» EXERCISE:
Look through the listing below for the string "Copy". Say how many lines hold it, and nothing else.

» RECORD SET:

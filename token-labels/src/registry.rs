//! Label names, their configured values, and compiled conditions.
//!
//! A label name is resolved to a [`Label`] once, when a rule is compiled.
//! Matching then dispatches on the enum without any string lookup.
use parse_display::{Display, FromStr};
use rustc_hash::FxHashSet;

use crate::surface::{CustomPredicate, Haystack};
use crate::{LabelError, Token, TokenValue, ValueKind, agreement, gram, surface};

#[derive(Debug, Clone, Copy, PartialEq, Eq, Hash, Display, FromStr)]
#[display(style = "kebab-case")]
pub enum Label {
    Gram,
    GramAny,
    GramIn,
    GramNot,
    GramNotIn,
    Dictionary,
    DictionaryNot,

    GenderMatch,
    NumberMatch,
    CaseMatch,
    GncMatch,

    IsLower,
    IsUpper,
    IsTitle,
    IsCapitalized,

    Eq,
    NotEq,
    In,
    NotIn,
    Gt,
    Lt,
    Gte,
    Lte,
    IsInstance,
    Custom,
}

/// The kind of configured value a label takes.
#[derive(Debug, Clone, Copy, PartialEq, Eq, Display)]
pub enum ValueShape {
    #[display("no value")]
    None,
    #[display("a grammeme")]
    Grammeme,
    #[display("a list of grammemes")]
    Grammemes,
    #[display("a literal")]
    Literal,
    #[display("a list of literals or a string")]
    Haystack,
    #[display("a value kind")]
    Kind,
    #[display("a match stack index")]
    Index,
    #[display("a list of normal forms")]
    Words,
    #[display("a function")]
    Function,
}

impl Label {
    pub const ALL: [Label; 25] = [
        Label::Gram,
        Label::GramAny,
        Label::GramIn,
        Label::GramNot,
        Label::GramNotIn,
        Label::Dictionary,
        Label::DictionaryNot,
        Label::GenderMatch,
        Label::NumberMatch,
        Label::CaseMatch,
        Label::GncMatch,
        Label::IsLower,
        Label::IsUpper,
        Label::IsTitle,
        Label::IsCapitalized,
        Label::Eq,
        Label::NotEq,
        Label::In,
        Label::NotIn,
        Label::Gt,
        Label::Lt,
        Label::Gte,
        Label::Lte,
        Label::IsInstance,
        Label::Custom,
    ];

    /// Resolves a label by its rule name, e.g. `"gnc-match"`.
    pub fn lookup(name: &str) -> Result<Label, LabelError> {
        name.parse::<Label>()
            .map_err(|_| LabelError::UnknownLabel(name.to_string()))
    }

    pub fn shape(self) -> ValueShape {
        match self {
            Label::Gram | Label::GramNot => ValueShape::Grammeme,
            Label::GramAny | Label::GramIn | Label::GramNotIn => ValueShape::Grammemes,
            Label::Dictionary | Label::DictionaryNot => ValueShape::Words,
            Label::GenderMatch | Label::NumberMatch | Label::CaseMatch | Label::GncMatch => {
                ValueShape::Index
            }
            Label::IsLower | Label::IsUpper | Label::IsTitle | Label::IsCapitalized => {
                ValueShape::None
            }
            Label::Eq | Label::NotEq | Label::Gt | Label::Lt | Label::Gte | Label::Lte => {
                ValueShape::Literal
            }
            Label::In | Label::NotIn => ValueShape::Haystack,
            Label::IsInstance => ValueShape::Kind,
            Label::Custom => ValueShape::Function,
        }
    }
}

/// The value a rule configures for a label.
#[derive(Debug, Clone, PartialEq)]
pub enum LabelValue {
    None,
    Grammeme(String),
    Grammemes(Vec<String>),
    Literal(TokenValue),
    Haystack(Haystack),
    Kind(ValueKind),
    Index(isize),
    Words(FxHashSet<String>),
    Function(CustomPredicate),
}

impl LabelValue {
    pub fn shape(&self) -> ValueShape {
        match self {
            LabelValue::None => ValueShape::None,
            LabelValue::Grammeme(_) => ValueShape::Grammeme,
            LabelValue::Grammemes(_) => ValueShape::Grammemes,
            LabelValue::Literal(_) => ValueShape::Literal,
            LabelValue::Haystack(_) => ValueShape::Haystack,
            LabelValue::Kind(_) => ValueShape::Kind,
            LabelValue::Index(_) => ValueShape::Index,
            LabelValue::Words(_) => ValueShape::Words,
            LabelValue::Function(_) => ValueShape::Function,
        }
    }
}

/// A label paired with a value of the shape it expects.
#[derive(Debug, Clone, PartialEq)]
pub struct Condition {
    label: Label,
    value: LabelValue,
}

impl Condition {
    pub fn new(label: Label, value: LabelValue) -> Result<Self, LabelError> {
        if label.shape() != value.shape() {
            return Err(LabelError::InvalidValue {
                label,
                expected: label.shape(),
                found: value.shape().to_string(),
            });
        }
        log::debug!("compiled {label} condition");
        Ok(Self { label, value })
    }

    pub fn custom(predicate: impl Fn(&Token, &[Token]) -> bool + Send + Sync + 'static) -> Self {
        Self {
            label: Label::Custom,
            value: LabelValue::Function(CustomPredicate::new(predicate)),
        }
    }

    pub fn label(&self) -> Label {
        self.label
    }

    pub fn value(&self) -> &LabelValue {
        &self.value
    }

    /// Evaluates the condition. `Ok(false)` is an ordinary mismatch; errors
    /// mean the rule itself is malformed for this input.
    pub fn matches(&self, token: &Token, stack: &[Token]) -> Result<bool, LabelError> {
        use LabelValue as V;

        match (self.label, &self.value) {
            (Label::Gram, V::Grammeme(g)) => Ok(gram::gram(token, g)),
            (Label::GramNot, V::Grammeme(g)) => Ok(gram::gram_not(token, g)),
            (Label::GramAny, V::Grammemes(gs)) => Ok(gram::gram_any(token, gs.as_slice())),
            (Label::GramIn, V::Grammemes(gs)) => Ok(gram::gram_in(token, gs.as_slice())),
            (Label::GramNotIn, V::Grammemes(gs)) => Ok(gram::gram_not_in(token, gs.as_slice())),
            (Label::Dictionary, V::Words(words)) => Ok(surface::dictionary(token, words)),
            (Label::DictionaryNot, V::Words(words)) => Ok(surface::dictionary_not(token, words)),

            (Label::GenderMatch, V::Index(i)) => agreement::gender_match(token, *i, stack),
            (Label::NumberMatch, V::Index(i)) => agreement::number_match(token, *i, stack),
            (Label::CaseMatch, V::Index(i)) => agreement::case_match(token, *i, stack),
            (Label::GncMatch, V::Index(i)) => agreement::gnc_match(token, *i, stack),

            (Label::IsLower, V::None) => Ok(surface::is_lower(token)),
            (Label::IsUpper, V::None) => Ok(surface::is_upper(token)),
            (Label::IsTitle, V::None) => Ok(surface::is_title(token)),
            (Label::IsCapitalized, V::None) => Ok(surface::is_capitalized(token)),

            (Label::Eq, V::Literal(v)) => Ok(surface::eq(token, v)),
            (Label::NotEq, V::Literal(v)) => Ok(surface::not_eq(token, v)),
            (Label::In, V::Haystack(h)) => surface::contains(token, h),
            (Label::NotIn, V::Haystack(h)) => surface::not_contains(token, h),
            (Label::Gt, V::Literal(v)) => surface::gt(token, v),
            (Label::Lt, V::Literal(v)) => surface::lt(token, v),
            (Label::Gte, V::Literal(v)) => surface::gte(token, v),
            (Label::Lte, V::Literal(v)) => surface::lte(token, v),
            (Label::IsInstance, V::Kind(kind)) => Ok(surface::is_instance(token, kind)),
            (Label::Custom, V::Function(f)) => Ok(surface::custom(token, f, stack)),

            (label, value) => Err(LabelError::InvalidValue {
                label,
                expected: label.shape(),
                found: value.shape().to_string(),
            }),
        }
    }
}

/// The labels of one rule element. A token matches when every condition does.
#[derive(Debug, Clone, Default, PartialEq)]
pub struct Term {
    conditions: Vec<Condition>,
}

impl Term {
    pub fn new(conditions: Vec<Condition>) -> Self {
        Self { conditions }
    }

    pub fn push(&mut self, condition: Condition) {
        self.conditions.push(condition);
    }

    pub fn conditions(&self) -> &[Condition] {
        &self.conditions
    }

    pub fn matches(&self, token: &Token, stack: &[Token]) -> Result<bool, LabelError> {
        for condition in &self.conditions {
            if !condition.matches(token, stack)? {
                return Ok(false);
            }
        }
        Ok(true)
    }
}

» SOLUTION:
2